**AIM OF THE EXERCISE**
Transcribe the data below verbatim from the line with "use evogrid_data::CellState;" to the line with "i32, state: CellState". Include both of those lines.

**INFORMATION SHOWN**

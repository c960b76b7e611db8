//! Error types for grid and world operations.

use evogrid_data::CellState;
use thiserror::Error;

/// Failures of bounds-checked grid operations.
#[derive(Error, Debug, Clone, PartialEq, Eq)]
pub enum GridError {
    /// Coordinate outside `[0, size) x [0, size)`.
    #[error("coordinate ({x}, {y}) is outside the {size}x{size} grid")]
    OutOfBounds { x: i32, y: i32, size: u16 },

    /// No empty cell is left to sample.
    #[error("grid is full: no empty cell available")]
    GridFull,

    /// Walls and radioactive cells only accept an explicit reset.
    #[error("cell ({x}, {y}) holds {state:?} and cannot be overwritten")]
    Protected { x: i32, y: i32, state: CellState },

    /// An organism cell can only be claimed by its current owner.
    #[error("cell ({x}, {y}) is already owned by another organism")]
    Occupied { x: i32, y: i32 },
}

/// Errors surfaced by the world driver.
#[derive(Error, Debug)]
pub enum SimError {
    #[error("grid error: {0}")]
    Grid(#[from] GridError),

    #[error("invalid configuration: {0}")]
    Config(String),
}

impl SimError {
    /// True when the world ran out of room and population growth stopped.
    #[must_use]
    pub fn is_grid_full(&self) -> bool {
        matches!(self, SimError::Grid(GridError::GridFull))
    }
}

pub type SimResult<T> = std::result::Result<T, SimError>;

**FINISHED EXERCISE**
use evogrid_data::CellState;
use thiserror::Error;

/// Failures of bounds-checked grid operations.
#[derive(Error, Debug, Clone, PartialEq, Eq)]
pub enum GridError {
    /// Coordinate outside `[0, size) x [0, size)`.
    #[error("coordinate ({x}, {y}) is outside the {size}x{size} grid")]
    OutOfBounds { x: i32, y: i32, size: u16 },

    /// No empty cell is left to sample.
    #[error("grid is full: no empty cell available")]
    GridFull,

    /// Walls and radioactive cells only accept an explicit reset.
    #[error("cell ({x}, {y}) holds {state:?} and cannot be overwritten")]
    Protected { x: i32, y: i32, state: CellState },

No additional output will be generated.